// SPDX-FileCopyrightText: Copyright (c) 2018-2025 slowtec GmbH <post@slowtec.de>
// SPDX-License-Identifier: MIT OR Apache-2.0

//! Common helpers

use super::*;

/// Turn a u16 coil value into a boolean value.
pub fn u16_coil_to_bool(coil: u16) -> Result<bool, Error> {
    match coil {
        0xFF00 => Ok(true),
        0x0000 => Ok(false),
        _ => Err(Error::CoilValue(coil)),
    }
}

/// Render bytes as space separated lower case hex pairs.
pub fn hex_bytes(bytes: &[u8]) -> HexBytes<'_> {
    HexBytes(bytes)
}

/// [`core::fmt::Display`] adapter returned by [`hex_bytes`].
#[derive(Debug, Clone, Copy)]
pub struct HexBytes<'a>(&'a [u8]);

impl core::fmt::Display for HexBytes<'_> {
    fn fmt(&self, f: &mut core::fmt::Formatter<'_>) -> core::fmt::Result {
        for (i, b) in self.0.iter().enumerate() {
            if i > 0 {
                f.write_str(" ")?;
            }
            write!(f, "{b:02x}")?;
        }
        Ok(())
    }
}
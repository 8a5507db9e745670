// SPDX-FileCopyrightText: Copyright (c) 2018-2025 slowtec GmbH <post@slowtec.de>
// SPDX-License-Identifier: MIT OR Apache-2.0

//! JSON configuration file

use std::{fs, path::Path};

use anyhow::{Context as _, Result};
use clap::ValueEnum;
use serde::Deserialize;

/// How numbers are rendered in the log.
#[derive(Debug, Clone, Copy, PartialEq, Eq, Default, Deserialize, ValueEnum)]
#[serde(rename_all = "lowercase")]
pub enum NumberFormat {
    /// Decimal
    #[default]
    Dec,
    /// Hexadecimal, `0x` prefixed
    Hex,
}

impl NumberFormat {
    pub fn id(self, id: u8) -> String {
        match self {
            Self::Dec => id.to_string(),
            Self::Hex => format!("0x{id:02x}"),
        }
    }

    pub fn address(self, address: u16) -> String {
        match self {
            Self::Dec => address.to_string(),
            Self::Hex => format!("0x{address:04x}"),
        }
    }
}

#[derive(Debug, Clone, Copy, PartialEq, Eq, Default, Deserialize)]
#[serde(rename_all = "camelCase", default)]
pub struct Config {
    pub slave_id_format: NumberFormat,
    pub register_address_format: NumberFormat,
}

impl Config {
    pub fn load(path: &Path) -> Result<Self> {
        let json = fs::read_to_string(path)
            .with_context(|| format!("Missing configuration file: {}", path.display()))?;
        Self::from_json(&json)
            .with_context(|| format!("Invalid configuration file: {}", path.display()))
    }

    pub fn from_json(json: &str) -> serde_json::Result<Self> {
        serde_json::from_str(json)
    }
}

#[cfg(test)]
mod tests {
    use super::*;

    #[test]
    fn parse_config() {
        let config = Config::from_json(
            r#"{
                "slaveIdFormat": "hex",
                "registerAddressFormat": "dec"
            }"#,
        )
        .unwrap();
        assert_eq!(config.slave_id_format, NumberFormat::Hex);
        assert_eq!(config.register_address_format, NumberFormat::Dec);
    }

    #[test]
    fn missing_keys_fall_back_to_decimal() {
        let config = Config::from_json("{}").unwrap();
        assert_eq!(config, Config::default());

        let config = Config::from_json(r#"{"registerAddressFormat": "hex"}"#).unwrap();
        assert_eq!(config.slave_id_format, NumberFormat::Dec);
        assert_eq!(config.register_address_format, NumberFormat::Hex);
    }

    #[test]
    fn reject_unknown_format() {
        assert!(Config::from_json(r#"{"slaveIdFormat": "oct"}"#).is_err());
        assert!(Config::from_json("not json").is_err());
    }

    #[test]
    fn missing_file() {
        let err = Config::load(Path::new("/nonexistent/modbus-sniffer.json")).unwrap_err();
        assert!(err.to_string().starts_with("Missing configuration file"));
    }

    #[test]
    fn render_numbers() {
        assert_eq!(NumberFormat::Dec.id(17), "17");
        assert_eq!(NumberFormat::Hex.id(17), "0x11");
        assert_eq!(NumberFormat::Dec.address(10), "10");
        assert_eq!(NumberFormat::Hex.address(10), "0x000a");
    }
}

----

WHAT TO PRODUCE
Your answer must consist of every line above, reproduced exactly.

RESPONSE TO THE EXERCISE
// SPDX-FileCopyrightText: Copyright (c) 2018-2025 slowtec GmbH <post@slowtec.de>
// SPDX-License-Identifier: MIT OR Apache-2.0

//! Common helpers

use super::*;

/// Turn a u16 coil value into a boolean value.
pub fn u16_coil_to_bool(coil: u16) -> Result<bool, Error> {
    match coil {
        0xFF00 => Ok(true),
        0x0000 => Ok(false),
        _ => Err(Error::CoilValue(coil)),
    }
}

/// Render bytes as space separated lower case hex pairs.
pub fn hex_bytes(bytes: &[u8]) -> HexBytes<'_> {
    HexBytes(bytes)
}

/// [`core::fmt::Display`] adapter returned by [`hex_bytes`].
#[derive(Debug, Clone, Copy)]
pub struct HexBytes<'a>(&'a [u8]);

impl core::fmt::Display for HexBytes<'_> {
    fn fmt(&self, f: &mut core::fmt::Formatter<'_>) -> core::fmt::Result {
        for (i, b) in self.0.iter().enumerate() {
            if i > 0 {
                f.write_str(" ")?;
            }
            write!(f, "{b:02x}")?;
        }
        Ok(())
    }
}
repository 8a5507db9e745670
// SPDX-FileCopyrightText: Copyright (c) 2018-2025 slowtec GmbH <post@slowtec.de>
// SPDX-License-Identifier: MIT OR Apache-2.0

//! JSON configuration file

use std::{fs, path::Path};

use anyhow::{Context as _, Result};
use clap::ValueEnum;
use serde::Deserialize;

/// How numbers are rendered in the log.
#[derive(Debug, Clone, Copy, PartialEq, Eq, Default, Deserialize, ValueEnum)]
#[serde(rename_all = "lowercase")]
pub enum NumberFormat {
    /// Decimal
    #[default]
    Dec,
    /// Hexadecimal, `0x` prefixed
    Hex,
}

impl NumberFormat {
    pub fn id(self, id: u8) -> String {
        match self {
            Self::Dec => id.to_string(),
            Self::Hex => format!("0x{id:02x}"),
        }
    }

    pub fn address(self, address: u16) -> String {
        match self {
            Self::Dec => address.to_string(),
            Self::Hex => format!("0x{address:04x}"),
        }
    }
}

#[derive(Debug, Clone, Copy, PartialEq, Eq, Default, Deserialize)]
#[serde(rename_all = "camelCase", default)]
pub struct Config {
    pub slave_id_format: NumberFormat,
    pub register_address_format: NumberFormat,
}

impl Config {
    pub fn load(path: &Path) -> Result<Self> {
        let json = fs::read_to_string(path)
            .with_context(|| format!("Missing configuration file: {}", path.display()))?;
        Self::from_json(&json)
            .with_context(|| format!("Invalid configuration file: {}", path.display()))
    }

    pub fn from_json(json: &str) -> serde_json::Result<Self> {
        serde_json::from_str(json)
    }
}

#[cfg(test)]
mod tests {
    use super::*;

    #[test]
    fn parse_config() {
        let config = Config::from_json(
            r#"{
                "slaveIdFormat": "hex",
                "registerAddressFormat": "dec"
            }"#,
        )
        .unwrap();
        assert_eq!(config.slave_id_format, NumberFormat::Hex);
        assert_eq!(config.register_address_format, NumberFormat::Dec);
    }

    #[test]
    fn missing_keys_fall_back_to_decimal() {
        let config = Config::from_json("{}").unwrap();
        assert_eq!(config, Config::default());

        let config = Config::from_json(r#"{"registerAddressFormat": "hex"}"#).unwrap();
        assert_eq!(config.slave_id_format, NumberFormat::Dec);
        assert_eq!(config.register_address_format, NumberFormat::Hex);
    }

    #[test]
    fn reject_unknown_format() {
        assert!(Config::from_json(r#"{"slaveIdFormat": "oct"}"#).is_err());
        assert!(Config::from_json("not json").is_err());
    }

    #[test]
    fn missing_file() {
        let err = Config::load(Path::new("/nonexistent/modbus-sniffer.json")).unwrap_err();
        assert!(err.to_string().starts_with("Missing configuration file"));
    }

    #[test]
    fn render_numbers() {
        assert_eq!(NumberFormat::Dec.id(17), "17");
        assert_eq!(NumberFormat::Hex.id(17), "0x11");
        assert_eq!(NumberFormat::Dec.address(10), "10");
        assert_eq!(NumberFormat::Hex.address(10), "0x000a");
    }
}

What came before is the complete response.